18 Fla. L. Weekly Supp. 1168a
Online Reference: FLWSUPP 1811BART
Insurance — Personal injury protection — Arbitration — Where parties did not request trial de novo within deadline for such request, trial court must enter judgment in accordance with arbitrator’s decision — Five-day mailing period is not applicable to filing of requests for trial de novo where arbitrator served decision by fax — Decision clearly reflects that arbitrator considered parties’ arguments and evidence
CENTRAL PALM BEACH PHYSICIANS & URGENT CARE CENTER (a/a/o Elwira Bartnikowska), Plaintiff, vs. STATE FARM MUTUAL AUTOMOBILE INSURANCE COMPANY, Defendant. County Court, 17th Judicial Circuit in and for Broward County. Case No. 09-1218 COCE (53). August 24, 2011. Robert W. Lee, Judge. Counsel: Tara L. Kopp, Palm Beach Gardens, for Plaintiff. Michael A. Rosenberg, Deerfield Beach, for Defendant.
FINAL JUDGMENT ON ARBITRATOR’S DECISION IN FAVOR OF PLAINTIFF
THIS CAUSE came before the Court for consideration of the notice of filing Arbitration Award filed by the Arbitrator Rose-Ann Flynn, and the Court’s having reviewed the docket, the entire Court file, and the relevant legal authorities; and having been sufficiently advised in the premises, the Court finds as follows:
This case was submitted to mandatory arbitration. The arbitrator served her decision by fax on July 20, 2011. Under Rule 1.820(h), Fla. R. Civ. P., a motion for trial de novo must be “made” within 20 days of the “service” of the arbitrator’s decision. Under Florida law, “a party has the right to move for a trial within twenty days after service of the arbitrator’s decision. If no motion for trial is timely served, then the trial court must enforce the decision of the arbitrator and has no discretion to do otherwise” (emphasis added). Bacon Family Partners, L.P. v. Apollo Condominium Ass’n, 852 So.2d 882, 888 (Fla. 2d DCA 2003) [28 Fla. L. Weekly D1795a]. See also Johnson v. Levine, 736 So.2d 1235, 1238 n.3 (Fla. 4th DCA 1999); Klein v. J.L. Howard, Inc., 600 So.2d 511, 512 (Fla. 4th DCA 1992).
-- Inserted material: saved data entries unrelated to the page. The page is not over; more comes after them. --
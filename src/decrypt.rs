//! Invocation of the external decryption helper. The helper's internals (mp4decrypt, shaka
//! packager, a shell wrapper around either) are none of our business: the contract is the
//! six-argument command line and a zero exit status, with the decrypted file at `outpath`.

use std::path::Path;

use tokio::process::Command;
use tracing::{error, info, warn};

use crate::{Error, Result};

// Limit subprocess output replayed into our logs.
fn partial_process_output(out: &[u8]) -> String {
    let text = String::from_utf8_lossy(&out[..out.len().min(4096)]);
    text.trim_end().to_string()
}

/// Run `decrypt_script {key_id} {key} {src} {out} {repo_root} {track}`. A non-zero exit or an
/// empty/missing output file fails the current cycle.
pub async fn decrypt_segment(
    decrypt_script: &Path,
    key_id: &str,
    key: &str,
    src: &Path,
    outpath: &Path,
    repo_root: &Path,
    track: &str,
) -> Result<()> {
    let args = [
        key_id.to_string(),
        key.to_string(),
        src.to_string_lossy().to_string(),
        outpath.to_string_lossy().to_string(),
        repo_root.to_string_lossy().to_string(),
        track.to_string(),
    ];
    info!("  Running decrypter {} {}", decrypt_script.display(), args.join(" "));
    let out = Command::new(decrypt_script)
        .args(&args)
        .output()
        .await
        .map_err(|e| Error::Io(e, String::from("spawning decrypter")))?;

    let mut no_output = false;
    match tokio::fs::metadata(outpath).await {
        Ok(metadata) => {
            if metadata.len() == 0 {
                no_output = true;
            }
        }
        Err(_) => no_output = true,
    }
    if !out.status.success() || no_output {
        error!("  decrypter subprocess failed for {track} segment");
        let msg = partial_process_output(&out.stdout);
        if !msg.is_empty() {
            warn!("  decrypter stdout: {msg}");
        }
        let msg = partial_process_output(&out.stderr);
        if !msg.is_empty() {
            warn!("  decrypter stderr: {msg}");
        }
        warn!("  undecrypted {track} segment left in {}", src.display());
        return Err(Error::SegmentManipulationFailed(format!(
            "{track} segment {}",
            src.display()
        )));
    }
    Ok(())
}

#[cfg(test)]
mod tests {
    use super::*;

    #[test]
    fn test_partial_process_output() {
        assert_eq!(partial_process_output(b"hello\n"), "hello");
        let long = vec![b'x'; 10_000];
        assert_eq!(partial_process_output(&long).len(), 4096);
    }
}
The Court lacks discretion to deny entry of a judgment in accordance with the arbitrator’s decision when the parties fail to timely request a trial de novo or otherwise fail to dispose of the case of record within the de novo deadline.
The parties’ request for trial de novo was required to be filed no later than August 9, 2011. (A five-day mailing period is not added because the arbitrator served her decision by fax.) See Federated Financial Corp. of America v. Cohen, 14 Fla. L. Weekly Supp. 981b (Broward Cty. Ct. 2007); Rule 1.090(e). Neither party filed a timely request. Indeed, the Plaintiff filed notice that it was accepting the arbitrator’s award, while the Defendant filed an untimely Motion for New Trial on August 10, 2011. As a result, the Court is required to enter judgment in accordance with the Arbitrator’s decision. See Gossett & Gossett, P.A. v. Fleming, 10 Fla. L. Weekly Supp. 839b (Broward Cty. Ct. 2003). Accordingly, the Court has this day unsealed the Arbitrator’s decision.1
In her decision, the arbitrator notes that the Defendant argues that the seminal Kingsway case should not apply because the State Farm PIP policy at issue contained endorsement 6910.3 which was not addressed in the Kingsway decision. In pertinent part, the endorsement reads as follows:
To determine whether a charge is reasonable we may consider usual and customary charges and payments accepted by the provider, reimbursement levels in the community and various federal and state medical fee schedules applicable to the automobile and other insurance coverages, and other information relevant to the reasonableness of the reimbursement for the service, treatment or supply.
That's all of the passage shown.